When he learned at age 40 that he had melanoma, Jamie kept taking pictures. The photos began to include hospitals, and his scar when a tumor was removed from his brain.
In October 1997, at 41, Jamie died and left behind a rare memoir: every day of eighteen years of his life. Six thousand, six hundred and ninety seven photographs, dated, in sequence, which, lined end to end, would stretch half a mile. Weirdly, Jamie can be remembered for precisely the things he wanted to remember: daily ordinary joy. Photo of the Day is a work of light, color, laughter, pain, travel, beauty, won ton soup, afternoons, coffee, hanging out, love, life in its entirety. It’s the masterpiece we all create. It’s just that Jamie thought to take its picture.
Exhibited at Bard College on the ten-year anniversary of his death, POD is being published as a book. Photos can be seen on the following website http://photooftheday.hughcrawford.com/
Hugh Crawford is known for his portraiture, urban and rural landscape photography and No Words Daily Pix on the blog Only the Blog Knows Brooklyn. He has exhibited in New York City and California, where he received an MFA from CALarts. His editorial work has appeared in Rolling Stone, Tattler, Newsweek and other publications. At the Old Stone House he will exhibit his Photo Address Book project, a collection of Polaroid portraits ostensibly taken to fill a spiral notebook he used in the 1970s and ’80s as an address book but is also an exploration of mnemonics and memory. He is currently at work on a book about Jamie Livingston and the Photo of a Day project. He is the programmer/producer (with Betsy Reid) behind the Jamie Livingston Photo of the Day website that has been viewed by millions of people around the world.
PAINTING
Kathleen MacKenzie paints herself as a child and members of her family by deconstructing black and white photographs from the 1930’s, 40’s and 50’s. Her background in painting as well as experimental film and video, have an influence on her selection of details captured within each photograph and the framing within each painting. Her rich painted surfaces are colorful and textured but her paintings also reflect in each posed figure an underlying psychological isolation.
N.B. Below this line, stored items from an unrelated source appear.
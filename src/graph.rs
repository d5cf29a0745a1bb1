use crate::{Entity, EntityId, EntityKind};
use petgraph::stable_graph::{NodeIndex, StableDiGraph};
use serde_json::Value;
use std::collections::{BTreeMap, HashMap};

/// Attribute mapping carried by nodes and edges (e.g. `contributions`, `stargazers_count`).
pub type Attributes = BTreeMap<String, Value>;

/// Numeric view of an attribute value.
///
/// Numbers map to themselves, booleans to 0/1; anything else (null, strings,
/// containers) is falsy and maps to 0.
pub fn scalar(value: &Value) -> f64 {
    match value {
        Value::Number(n) => n.as_f64().unwrap_or(0.0),
        Value::Bool(true) => 1.0,
        _ => 0.0,
    }
}

#[derive(Debug, Clone)]
struct NodeData {
    entity: Entity,
    attributes: Attributes,
}

/// A social-coding graph: typed entities joined by observed relations.
///
/// Backed by a petgraph `StableDiGraph` so that removing edges never shifts node
/// indices; node iteration order is insertion order. An undirected graph stores
/// each relation once and answers lookups in both directions.
///
/// Derived graphs ([`filter_edges`](Self::filter_edges),
/// [`to_directed`](Self::to_directed), train/test splits) are independent values.
///
/// # Example
///
/// ```rust
/// use stargraph::{Entity, SocialGraph};
///
/// let mut g = SocialGraph::new_undirected();
/// g.add_edge(Entity::user(1), Entity::repository(10), Default::default());
/// g.add_edge(Entity::user(1), Entity::repository(11), Default::default());
///
/// assert_eq!(g.node_count(), 3);
/// assert_eq!(g.neighbors(&Entity::repository(10)), vec![Entity::user(1)]);
/// ```
#[derive(Debug, Clone)]
pub struct SocialGraph {
    graph: StableDiGraph<NodeData, Attributes>,
    index: HashMap<Entity, NodeIndex>,
    directed: bool,
}

impl SocialGraph {
    /// Create an empty graph whose relations have a direction (e.g. follow).
    pub fn new_directed() -> Self {
        Self {
            graph: StableDiGraph::default(),
            index: HashMap::new(),
            directed: true,
        }
    }

    /// Create an empty graph with symmetric relations (star, contribute, ...).
    pub fn new_undirected() -> Self {
        Self {
            directed: false,
            ..Self::new_directed()
        }
    }

    pub fn is_directed(&self) -> bool {
        self.directed
    }

    fn ensure_node(&mut self, entity: &Entity) -> NodeIndex {
        if let Some(&idx) = self.index.get(entity) {
            return idx;
        }
        let idx = self.graph.add_node(NodeData {
            entity: entity.clone(),
            attributes: Attributes::new(),
        });
        self.index.insert(entity.clone(), idx);
        idx
    }

    /// Add a node if absent.
    pub fn add_node(&mut self, entity: Entity) {
        self.ensure_node(&entity);
    }

    /// Add a node if absent and merge `attributes` into its attribute map.
    pub fn add_node_with(&mut self, entity: Entity, attributes: Attributes) {
        let idx = self.ensure_node(&entity);
        self.graph[idx].attributes.extend(attributes);
    }

    fn find_edge(&self, a: NodeIndex, b: NodeIndex) -> Option<petgraph::stable_graph::EdgeIndex> {
        if self.directed {
            self.graph.find_edge(a, b)
        } else {
            self.graph.find_edge_undirected(a, b).map(|(e, _)| e)
        }
    }

    /// Add a relation; attributes of an existing edge are merged, not duplicated.
    pub fn add_edge(&mut self, u: Entity, v: Entity, attributes: Attributes) {
        let a = self.ensure_node(&u);
        let b = self.ensure_node(&v);
        match self.find_edge(a, b) {
            Some(e) => {
                if let Some(existing) = self.graph.edge_weight_mut(e) {
                    existing.extend(attributes);
                }
            }
            None => {
                self.graph.add_edge(a, b, attributes);
            }
        }
    }

    /// Remove a relation, returning its attributes if it existed.
    pub fn remove_edge(&mut self, u: &Entity, v: &Entity) -> Option<Attributes> {
        let a = *self.index.get(u)?;
        let b = *self.index.get(v)?;
        let e = self.find_edge(a, b)?;
        self.graph.remove_edge(e)
    }

    /// Remove every listed relation; missing ones are ignored.
    pub fn remove_edges<'a>(&mut self, edges: impl IntoIterator<Item = &'a (Entity, Entity)>) {
        for (u, v) in edges {
            self.remove_edge(u, v);
        }
    }

    pub fn contains(&self, entity: &Entity) -> bool {
        self.index.contains_key(entity)
    }

    pub fn has_edge(&self, u: &Entity, v: &Entity) -> bool {
        match (self.index.get(u), self.index.get(v)) {
            (Some(&a), Some(&b)) => self.find_edge(a, b).is_some(),
            _ => false,
        }
    }

    pub fn node_count(&self) -> usize {
        self.graph.node_count()
    }

    pub fn edge_count(&self) -> usize {
        self.graph.edge_count()
    }

    /// Nodes in insertion order.
    pub fn nodes(&self) -> impl Iterator<Item = &Entity> + '_ {
        self.graph
            .node_indices()
            .map(move |idx| &self.graph[idx].entity)
    }

    /// All nodes whose kind belongs to `class`, in insertion order.
    pub fn nodes_of_kind(&self, class: EntityKind) -> Vec<Entity> {
        self.nodes().filter(|n| n.is_a(class)).cloned().collect()
    }

    /// Edges as `(u, v, attributes)`; for undirected graphs `u` is the endpoint
    /// the relation was first added from.
    pub fn edges(&self) -> impl Iterator<Item = (&Entity, &Entity, &Attributes)> + '_ {
        self.graph.edge_indices().filter_map(move |e| {
            let (a, b) = self.graph.edge_endpoints(e)?;
            let attrs = self.graph.edge_weight(e)?;
            Some((&self.graph[a].entity, &self.graph[b].entity, attrs))
        })
    }

    /// Owned `(u, v)` pairs in edge order.
    pub fn edge_list(&self) -> Vec<(Entity, Entity)> {
        self.edges()
            .map(|(u, v, _)| (u.clone(), v.clone()))
            .collect()
    }

    pub fn node_attributes(&self, entity: &Entity) -> Option<&Attributes> {
        self.index.get(entity).map(|&idx| &self.graph[idx].attributes)
    }

    pub fn node_attributes_mut(&mut self, entity: &Entity) -> Option<&mut Attributes> {
        let idx = *self.index.get(entity)?;
        Some(&mut self.graph[idx].attributes)
    }

    /// Attributes of the `u`–`v` relation (either direction when undirected).
    pub fn edge_attributes(&self, u: &Entity, v: &Entity) -> Option<&Attributes> {
        let a = *self.index.get(u)?;
        let b = *self.index.get(v)?;
        let e = self.find_edge(a, b)?;
        self.graph.edge_weight(e)
    }

    /// Successors (directed) or adjacent nodes (undirected), ordered by node
    /// insertion order. Unknown entities have no neighbors.
    pub fn neighbors(&self, entity: &Entity) -> Vec<Entity> {
        let Some(&idx) = self.index.get(entity) else {
            return Vec::new();
        };
        let mut adjacent: Vec<NodeIndex> = if self.directed {
            self.graph.neighbors(idx).collect()
        } else {
            self.graph.neighbors_undirected(idx).collect()
        };
        adjacent.sort_unstable();
        adjacent.dedup();
        adjacent
            .into_iter()
            .map(|n| self.graph[n].entity.clone())
            .collect()
    }

    /// In + out degree for directed graphs; incident edge count otherwise.
    pub fn degree(&self, entity: &Entity) -> usize {
        match self.index.get(entity) {
            Some(&idx) => self.graph.neighbors_undirected(idx).count(),
            None => 0,
        }
    }

    /// Directed copy: each undirected relation becomes two opposite edges that
    /// share its attributes. Node order is preserved.
    pub fn to_directed(&self) -> SocialGraph {
        if self.directed {
            return self.clone();
        }
        let mut out = SocialGraph::new_directed();
        for idx in self.graph.node_indices() {
            let node = &self.graph[idx];
            out.add_node_with(node.entity.clone(), node.attributes.clone());
        }
        for (u, v, attrs) in self.edges() {
            out.add_edge(u.clone(), v.clone(), attrs.clone());
            if u != v {
                out.add_edge(v.clone(), u.clone(), attrs.clone());
            }
        }
        out
    }

    /// New graph with only the edges for which `predicate(u, v, attrs)` holds.
    /// Nodes are kept even when they lose every edge.
    pub fn filter_edges<F>(&self, mut predicate: F) -> SocialGraph
    where
        F: FnMut(&Entity, &Entity, &Attributes) -> bool,
    {
        let rejected: Vec<(Entity, Entity)> = self
            .edges()
            .filter(|(u, v, attrs)| !predicate(u, v, attrs))
            .map(|(u, v, _)| (u.clone(), v.clone()))
            .collect();
        let mut result = self.clone();
        result.remove_edges(&rejected);
        result
    }

    /// Merge the record of every `class` node found in `table` into its
    /// attributes, leaving out the record's own `id`. Returns how many nodes
    /// had a record.
    pub fn merge_node_attributes(
        &mut self,
        table: &HashMap<EntityId, Attributes>,
        class: EntityKind,
    ) -> usize {
        let indices: Vec<NodeIndex> = self.graph.node_indices().collect();
        let mut merged = 0;
        for idx in indices {
            let node = &mut self.graph[idx];
            if !node.entity.is_a(class) {
                continue;
            }
            let Some(record) = table.get(&node.entity.id) else {
                continue;
            };
            node.attributes.extend(
                record
                    .iter()
                    .filter(|(key, _)| key.as_str() != "id")
                    .map(|(key, value)| (key.clone(), value.clone())),
            );
            merged += 1;
        }
        merged
    }

    /// Add every edge of `other` (with attributes) to this graph.
    pub fn extend_edges(&mut self, other: &SocialGraph) {
        for (u, v, attrs) in other.edges() {
            self.add_edge(u.clone(), v.clone(), attrs.clone());
        }
    }
}

/// Free-function form of [`SocialGraph::filter_edges`].
pub fn filter_edges<F>(graph: &SocialGraph, predicate: F) -> SocialGraph
where
    F: FnMut(&Entity, &Entity, &Attributes) -> bool,
{
    graph.filter_edges(predicate)
}

/// Free-function form of [`SocialGraph::nodes_of_kind`].
pub fn nodes_of_type(graph: &SocialGraph, class: EntityKind) -> Vec<Entity> {
    graph.nodes_of_kind(class)
}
Referencing the photograph, relying on memory and intuition, the selected details become a significant moment in time. Kathleen parents immigrated from Ireland and Scotland in the 1920’s. Born in Manhattan, Kathleen was raised in the Bronx, where the immigrant experience was a major part of her growing up.
Curator Branka Ruzak has been a writer, producer and editor in commercial and corporate advertising, working on everything from beauty and cosmetics to health and wellness issues. Her essay Hungry Heart is in the anthology Dirt: The Quirks, Habits, and Passions of Keeping House, edited by memoirist Mindy Lewis (Seal Press, 2009). She has also written a collection of essays about family, identity, culture and travel. Currently, she is writing about her adventures in the pursuit of a better wage. Born of immigrant parents in Ohio, she currently lives in New York.